Segment Start: RECORDS PROVIDED

//! Persistence of computed result sets, keyed by a caller-chosen identifier.

use std::fs::{self, File};
use std::io::{BufReader, BufWriter, ErrorKind, Write};
use std::path::PathBuf;

use log::debug;
use tempfile::NamedTempFile;

use crate::compare::ResultSet;
use crate::error::{DunningError, Result};

/// Outcome of a cache read that did not fail.
#[derive(Debug, Clone, PartialEq)]
pub enum CacheLookup<T> {
    Found(T),
    NotFound,
}

impl<T> CacheLookup<T> {
    pub fn found(self) -> Option<T> {
        match self {
            CacheLookup::Found(v) => Some(v),
            CacheLookup::NotFound => None,
        }
    }
}

/// Storage for result sets. A missing entry is `Ok(CacheLookup::NotFound)`; `Err` is reserved for
/// entries that exist but cannot be read or decoded.
pub trait ResultCache {
    fn load(&self, key: &str) -> Result<CacheLookup<ResultSet>>;
    fn store(&self, results: &ResultSet, key: &str) -> Result<PathBuf>;
}

/// Stores each result set as `<dir>/<key>.json`.
#[derive(Debug, Clone)]
pub struct DirCache {
    dir: PathBuf,
}

impl DirCache {
    pub fn new(dir: impl Into<PathBuf>) -> Self {
        Self { dir: dir.into() }
    }

    /// Location of the entry for `key`, whether or not it exists.
    pub fn entry_path(&self, key: &str) -> PathBuf {
        self.dir.join(format!("{}.json", encode_key(key)))
    }
}

impl ResultCache for DirCache {
    fn load(&self, key: &str) -> Result<CacheLookup<ResultSet>> {
        let path = self.entry_path(key);
        let file = match File::open(&path) {
            Ok(f) => f,
            Err(e) if e.kind() == ErrorKind::NotFound => {
                debug!("cache miss for '{key}' ({})", path.display());
                return Ok(CacheLookup::NotFound);
            }
            Err(e) => return Err(e.into()),
        };
        let results: ResultSet =
            serde_json::from_reader(BufReader::new(file)).map_err(|source| {
                DunningError::CacheCorrupt {
                    key: key.to_string(),
                    source,
                }
            })?;
        Ok(CacheLookup::Found(results))
    }

    fn store(&self, results: &ResultSet, key: &str) -> Result<PathBuf> {
        fs::create_dir_all(&self.dir)?;
        let path = self.entry_path(key);

        // Write next to the target and rename, so readers never see a half-written entry.
        let temp_file = NamedTempFile::new_in(&self.dir)?;
        {
            let mut writer = BufWriter::new(&temp_file);
            serde_json::to_writer(&mut writer, results)?;
            writer.flush()?;
        }
        temp_file.persist(&path).map_err(|e| e.error)?;
        Ok(path)
    }
}

/// Keys come from corpus names and search terms. Bytes outside `[A-Za-z0-9._-]`, and `%` itself,
/// are percent-encoded so that distinct keys never share a file.
fn encode_key(key: &str) -> String {
    if key.is_empty() {
        // No encoded key is a bare `%`.
        return "%".to_string();
    }
    // "." and ".." are directory entries, not file names.
    let dots_only = key.bytes().all(|b| b == b'.');
    let mut encoded = String::with_capacity(key.len());
    for b in key.bytes() {
        if b.is_ascii_alphanumeric() || matches!(b, b'-' | b'_') || (b == b'.' && !dots_only) {
            encoded.push(char::from(b));
        } else {
            encoded.push_str(&format!("%{b:02X}"));
        }
    }
    encoded
}
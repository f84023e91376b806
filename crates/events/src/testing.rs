//! Fixtures shared by the unit tests in this crate.

use std::collections::HashSet;
use std::sync::Mutex;

use async_trait::async_trait;
use chrono::Utc;
use staffpurchase_core::lifecycle::RequestStatus;
use staffpurchase_db::models::purchase_request::PurchaseRequest;

use crate::delivery::email::{EmailError, Mailer};
use crate::templates::RenderedEmail;

pub fn sample_request() -> PurchaseRequest {
    let now = Utc::now();
    PurchaseRequest {
        id: 7,
        store_name: "Hunting <World>".into(),
        employee_name: "Sam \"Sharp\" Carter".into(),
        order_date: now,
        invoice_date: now,
        product_model: "EXPLORER".into(),
        serial_number: String::new(),
        fob: "FOB-1".into(),
        discount: "30%".into(),
        rebate: String::new(),
        email: "sam@store.example".into(),
        public_email: String::new(),
        admin_email: "admin@example.com".into(),
        admin_name: "Staff Member".into(),
        status: RequestStatus::Pending,
        response_token: "abc123".into(),
        token_used: false,
        response_type: None,
        response_note: None,
        response_timestamp: None,
        reminder_count: 0,
        last_reminder_sent: None,
        email_sent_log: Vec::new(),
        created_at: now,
        updated_at: now,
    }
}

/// Records every email; fails for recipients listed in `failing`.
#[derive(Default)]
pub struct RecordingMailer {
    pub sent: Mutex<Vec<RenderedEmail>>,
    pub failing: HashSet<String>,
}

impl RecordingMailer {
    pub fn failing_for(recipients: &[&str]) -> Self {
        Self {
            sent: Mutex::default(),
            failing: recipients.iter().map(|r| r.to_string()).collect(),
        }
    }

    pub fn sent(&self) -> Vec<RenderedEmail> {
        self.sent.lock().unwrap().clone()
    }
}

#[async_trait]
impl Mailer for RecordingMailer {
    async fn send(&self, email: &RenderedEmail) -> Result<(), EmailError> {
        if self.failing.contains(&email.to) {
            return Err(EmailError::Build(format!("refusing to send to {}", email.to)));
        }
        self.sent.lock().unwrap().push(email.clone());
        Ok(())
    }
}
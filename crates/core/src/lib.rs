//! Domain rules for the staff purchase-request workflow.
//!
//! This crate has zero internal dependencies so the store, event and HTTP
//! layers can all share the same state machine, token, role and reminder
//! rules.

pub mod error;
pub mod lifecycle;
pub mod purchase_request;
pub mod reminder;
pub mod roles;
pub mod token;
pub mod types;
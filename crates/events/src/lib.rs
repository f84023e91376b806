//! Notifications for the purchase-request workflow.
//!
//! Engines publish [`WorkflowEvent`]s on the [`EventBus`] once their store
//! write has committed. The [`NotificationDispatcher`] turns each event into
//! zero or more emails rendered by [`Templates`] and hands them to a
//! [`Mailer`]. The [`ReminderScheduler`] runs the daily pending-request
//! sweep on its own schedule.

pub mod bus;
pub mod delivery;
pub mod dispatcher;
pub mod reminder;
pub mod templates;

#[cfg(test)]
mod testing;

pub use bus::{EventBus, PublishedEvent, WorkflowEvent};
pub use delivery::email::{EmailConfig, EmailError, LogMailer, Mailer, SmtpMailer};
pub use dispatcher::{DispatchReport, NotificationDispatcher, NotificationSettings};
pub use reminder::{ReminderScheduler, SweepReport};
pub use templates::{RenderedEmail, Template, Templates};
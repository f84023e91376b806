//! Shared response bodies for API handlers.
//!
//! Collections and records are returned bare. Mutations answer with a
//! `{ "message": ... }` body, optionally with one extra field.

use serde::Serialize;

/// `{ "message": ... }` acknowledgement.
#[derive(Debug, Serialize)]
pub struct MessageResponse {
    pub message: String,
}

impl MessageResponse {
    pub fn new(message: impl Into<String>) -> Self {
        Self {
            message: message.into(),
        }
    }
}

/// Acknowledgement carrying one additional field, flattened next to
/// `message` (e.g. `{ "message": ..., "id": 7 }`).
#[derive(Debug, Serialize)]
pub struct MessageWith<T: Serialize> {
    pub message: String,
    #[serde(flatten)]
    pub extra: T,
}

impl<T: Serialize> MessageWith<T> {
    pub fn new(message: impl Into<String>, extra: T) -> Self {
        Self {
            message: message.into(),
            extra,
        }
    }
}
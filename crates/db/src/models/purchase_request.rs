//! Purchase request entity model and DTOs.

use serde::{Deserialize, Serialize};
use sqlx::FromRow;
use staffpurchase_core::lifecycle::{RequestStatus, ResponseAction};
use staffpurchase_core::purchase_request::PurchaseRequestDraft;
use staffpurchase_core::types::{DbId, Timestamp};

/// Full row from the `purchase_requests` table.
///
/// Serialized as-is for the admin dashboard. Public callers only ever see a
/// [`PublicRequestView`].
#[derive(Debug, Clone, FromRow, Serialize)]
#[serde(rename_all = "camelCase")]
pub struct PurchaseRequest {
    pub id: DbId,
    pub store_name: String,
    pub employee_name: String,
    pub order_date: Timestamp,
    pub invoice_date: Timestamp,
    pub product_model: String,
    pub serial_number: String,
    pub fob: String,
    pub discount: String,
    pub rebate: String,
    /// Submitter (Sight App) email; empty when not provided.
    pub email: String,
    /// Contact email of whoever filled in the form; empty when not provided.
    pub public_email: String,
    pub admin_email: String,
    pub admin_name: String,
    #[sqlx(try_from = "String")]
    pub status: RequestStatus,
    pub response_token: String,
    pub token_used: bool,
    pub response_type: Option<String>,
    pub response_note: Option<String>,
    pub response_timestamp: Option<Timestamp>,
    pub reminder_count: i32,
    pub last_reminder_sent: Option<Timestamp>,
    #[sqlx(json)]
    pub email_sent_log: Vec<EmailLogEntry>,
    pub created_at: Timestamp,
    pub updated_at: Timestamp,
}

/// One entry of the append-only `emailSentLog`.
#[derive(Debug, Clone, PartialEq, Eq, Serialize, Deserialize)]
#[serde(rename_all = "camelCase")]
pub struct EmailLogEntry {
    pub sent_at: Timestamp,
    #[serde(rename = "type")]
    pub kind: String,
}

impl EmailLogEntry {
    pub fn new(kind: impl Into<String>, sent_at: Timestamp) -> Self {
        Self {
            sent_at,
            kind: kind.into(),
        }
    }
}

/// DTO for inserting a new request. Lifecycle columns take their defaults.
#[derive(Debug, Clone)]
pub struct NewPurchaseRequest {
    pub draft: PurchaseRequestDraft,
    pub admin_email: String,
    pub admin_name: String,
    pub response_token: String,
}

/// Lifecycle columns written when a response token is redeemed.
#[derive(Debug, Clone)]
pub struct ResponseUpdate {
    pub status: RequestStatus,
    pub action: ResponseAction,
    pub note: String,
    pub responded_at: Timestamp,
}

/// Allow-listed projection served on the public token routes.
///
/// Never carries the token itself, the sender identity or the email log.
#[derive(Debug, Clone, Serialize)]
#[serde(rename_all = "camelCase")]
pub struct PublicRequestView {
    pub store_name: String,
    pub employee_name: String,
    pub product_model: String,
    pub discount: String,
    pub serial_number: String,
    pub fob: String,
    pub rebate: String,
    pub order_date: Timestamp,
    pub invoice_date: Timestamp,
    pub status: RequestStatus,
    pub token_used: bool,
    pub public_email: String,
}

impl From<&PurchaseRequest> for PublicRequestView {
    fn from(r: &PurchaseRequest) -> Self {
        Self {
            store_name: r.store_name.clone(),
            employee_name: r.employee_name.clone(),
            product_model: r.product_model.clone(),
            discount: r.discount.clone(),
            serial_number: r.serial_number.clone(),
            fob: r.fob.clone(),
            rebate: r.rebate.clone(),
            order_date: r.order_date,
            invoice_date: r.invoice_date,
            status: r.status,
            token_used: r.token_used,
            public_email: r.public_email.clone(),
        }
    }
}

impl PurchaseRequest {
    /// Most recent log entry of the given kind.
    pub fn last_logged(&self, kind: &str) -> Option<&EmailLogEntry> {
        self.email_sent_log.iter().rev().find(|e| e.kind == kind)
    }
}
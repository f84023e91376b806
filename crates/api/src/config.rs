use staffpurchase_core::reminder::DEFAULT_REMINDER_HOUR;

use crate::auth::jwt::JwtConfig;

/// Server configuration loaded from environment variables.
///
/// All fields except the JWT secret have defaults suitable for local
/// development.
#[derive(Debug, Clone)]
pub struct ServerConfig {
    /// Bind address (default: `0.0.0.0`).
    pub host: String,
    /// Bind port (default: `5001`).
    pub port: u16,
    /// Allowed CORS origins, parsed from comma-separated `CORS_ORIGINS` env var.
    pub cors_origins: Vec<String>,
    /// HTTP request timeout in seconds (default: `30`).
    pub request_timeout_secs: u64,
    /// How long background tasks get to drain after the server stops.
    pub shutdown_timeout_secs: u64,
    /// Identity token verification.
    pub jwt: JwtConfig,
    pub notifications: NotificationConfig,
    /// Local hour of the daily reminder sweep (default: `8`).
    pub reminder_hour: u32,
    /// Seed the standard product catalogue on startup.
    pub seed_products: bool,
}

/// Addresses used when composing notifications.
#[derive(Debug, Clone)]
pub struct NotificationConfig {
    /// Administrator mailbox: registration alerts and the fallback sender of
    /// publicly created requests.
    pub admin_email: String,
    /// Receives purchase requests that carry no submitter email.
    pub rebate_email: Option<String>,
    /// Public origin the response links point at.
    pub base_url: String,
}

impl ServerConfig {
    /// Load configuration from environment variables with defaults.
    ///
    /// | Env Var                 | Default                 |
    /// |-------------------------|-------------------------|
    /// | `HOST`                  | `0.0.0.0`               |
    /// | `PORT`                  | `5001`                  |
    /// | `CORS_ORIGINS`          | `http://localhost:5173` |
    /// | `REQUEST_TIMEOUT_SECS`  | `30`                    |
    /// | `SHUTDOWN_TIMEOUT_SECS` | `30`                    |
    /// | `ADMIN_EMAIL`           | `admin@localhost`       |
    /// | `REBATE_EMAIL`          | unset                   |
    /// | `BASE_URL`              | `http://localhost:5173` |
    /// | `REMINDER_HOUR`         | `8`                     |
    /// | `SEED_PRODUCTS`         | `false`                 |
    ///
    /// `JWT_SECRET` is required; see [`JwtConfig::from_env`].
    pub fn from_env() -> Self {
        let host = std::env::var("HOST").unwrap_or_else(|_| "0.0.0.0".into());

        let port: u16 = std::env::var("PORT")
            .unwrap_or_else(|_| "5001".into())
            .parse()
            .expect("PORT must be a valid u16");

        let cors_origins: Vec<String> = std::env::var("CORS_ORIGINS")
            .unwrap_or_else(|_| "http://localhost:5173".into())
            .split(',')
            .map(|s| s.trim().to_string())
            .filter(|s| !s.is_empty())
            .collect();

        let request_timeout_secs: u64 = std::env::var("REQUEST_TIMEOUT_SECS")
            .unwrap_or_else(|_| "30".into())
            .parse()
            .expect("REQUEST_TIMEOUT_SECS must be a valid u64");

        let shutdown_timeout_secs: u64 = std::env::var("SHUTDOWN_TIMEOUT_SECS")
            .unwrap_or_else(|_| "30".into())
            .parse()
            .expect("SHUTDOWN_TIMEOUT_SECS must be a valid u64");

        let reminder_hour: u32 = std::env::var("REMINDER_HOUR")
            .unwrap_or_else(|_| DEFAULT_REMINDER_HOUR.to_string())
            .parse()
            .expect("REMINDER_HOUR must be a valid u32");
        assert!(reminder_hour < 24, "REMINDER_HOUR must be between 0 and 23");

        let seed_products = std::env::var("SEED_PRODUCTS")
            .map(|v| matches!(v.trim().to_ascii_lowercase().as_str(), "1" | "true" | "yes"))
            .unwrap_or(false);

        let notifications = NotificationConfig {
            admin_email: std::env::var("ADMIN_EMAIL").unwrap_or_else(|_| "admin@localhost".into()),
            rebate_email: std::env::var("REBATE_EMAIL")
                .ok()
                .filter(|v| !v.trim().is_empty()),
            base_url: std::env::var("BASE_URL")
                .unwrap_or_else(|_| "http://localhost:5173".into()),
        };

        Self {
            host,
            port,
            cors_origins,
            request_timeout_secs,
            shutdown_timeout_secs,
            jwt: JwtConfig::from_env(),
            notifications,
            reminder_hour,
            seed_products,
        }
    }
}
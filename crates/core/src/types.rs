/// Purchase requests and products use PostgreSQL BIGSERIAL keys.
pub type DbId = i64;

/// All timestamps are UTC.
pub type Timestamp = chrono::DateTime<chrono::Utc>;
//! Standard product catalogue and its idempotent seed.

use crate::store::{ProductStore, StoreError, StoreResult};

/// Products offered on the submission form out of the box.
pub const DEFAULT_PRODUCTS: &[&str] = &[
    "STELLAR 3.0 - SX60L 3.0",
    "STELLAR 3.0 - SX60LS 3.0",
    "STELLAR 3.0 - SQ50L 3.0",
    "STELLAR 3.0- SQ35L 3.0",
    "STELLAR 3.0- SH50L 3.0",
    "STELLAR 3.0- SH35L 3.0",
    "STELLAR 3.0- SH35 3.0",
    "CONDOR - CQ50L 2.0",
    "CONDOR - CQ35L 2.0",
    "CONDOR- CH35L",
    "CONDOR - CH25L",
    "HABROK - HX60L 4K",
    "HABROK - HX60LS 4K",
    "HABROK -HQ50L",
    "HABROK - HQ35L 4K",
    "HABROK - HH35L 4K",
    "HABROK -HE25L 4K",
    "LYNX 3.0 LH35 3.0",
    "LYNX 3.0 LH25 3.0",
    "LYNX 3.0 LH19 3.0",
    "LYNX 3.0 LH15 3.0",
    "LYNX 3.0 LE15 3.0",
    "LYNX 3.0 LE10 3.0",
    "LYNX 2.0 - LH35 2.0",
    "LYNX 2.0 - LH25 2.0",
    "LYNX 2.0 - LH19 2.0",
    "LYNX 2.0 - LH15 2.0",
    "LYNX S - LE15 S",
    "LYNX S - LE10 S",
    "LYNX S - LC06 S",
    "FALCON - FQ50L 2.0",
    "FALCON -FQ50 2.0",
    "FALCON - FQ35 2.0",
    "FALCON - FQ25",
    "FALCON - FH35",
    "FALCON - FH25",
    "PANTHER 2.0 PQ50L 2.0",
    "PANTHER 2.0 PQ35L 2.0",
    "PANTHER 2.0 PH50L 2.0",
    "PANTHER 2.0 PH35L 2.0",
    "THUNDER 2.0 TQ50 2.0",
    "THUNDER 2.0 TQ35 2.0",
    "THUNDER 2.0 TH35P 2.0",
    "THUNDER 2.0 TH25P 2.0",
    "THUNDER 2.0 TE25 2.0",
    "THUNDER 2.0 TE19 2.0",
    "THUNDER ZOOM 2.0 TQ60Z 2.0",
    "THUNDER ZOOM 2.0 TH50Z 2.0",
    "THUNDER 3.0 TQ50CL 3.0",
    "THUNDER 3.0 TQ50C 3.0",
    "THUNDER 3.0 TQ35C 3.0",
    "THUNDER 3.0 TH35C 3.0",
    "ALPEX 4K A50EL KIT",
    "ALPEX 4K A50EL",
    "ALPEX 4K A50E KIT",
    "ALPEX 4K A50E",
    "ALPEX LITE A40EL KIT TH4",
    "ALPEX LITE A40EL + M4-IR850 Mini 250m Black Light (18350) + Bracket",
    "ALPEX LITE A40EL",
    "ALPEX LITE A40E KIT TH4",
    "ALPEX LITE A40E + M4-IR850 Mini 250m Black Light (18350) + Bracket",
    "ALPEX LITE A40E",
    "ALPEX A50T-S KIT",
    "ALPEX A50T-S",
    "CHEETAH C32FSL KIT",
    "CHEETAH C32FS KIT",
    "M15 TRAIL CAMERA",
    "M15 SP5000",
    "M15 TRAIL CAMERA + SD card with SP5000",
    "EXPLORER",
    "M4-IR850 Mini 250m Black Light (18350)",
    "M4-IR850 Mini 250m Black Light (18350) + Bracket",
];

/// Insert every name in `names` that is not already present.
///
/// Returns the number of products created. A concurrent insert of the same
/// name is treated as already present.
pub async fn seed_products(store: &dyn ProductStore, names: &[&str]) -> StoreResult<usize> {
    let mut created = 0;
    for name in names {
        if store.find_by_name(name).await?.is_some() {
            continue;
        }
        match store.insert(name).await {
            Ok(_) => created += 1,
            Err(StoreError::Duplicate(_)) => {}
            Err(e) => return Err(e),
        }
    }
    tracing::info!(created, total = names.len(), "Product catalogue seeded");
    Ok(created)
}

Segment End: RECORDS PROVIDED

- [INSTRUCTIONS FOR THE TASK] Using the data above, copy each line that contains "ResponseAction".

- [WRITTEN ANSWER]
use staffpurchase_core::lifecycle::{RequestStatus, ResponseAction};
    pub action: ResponseAction,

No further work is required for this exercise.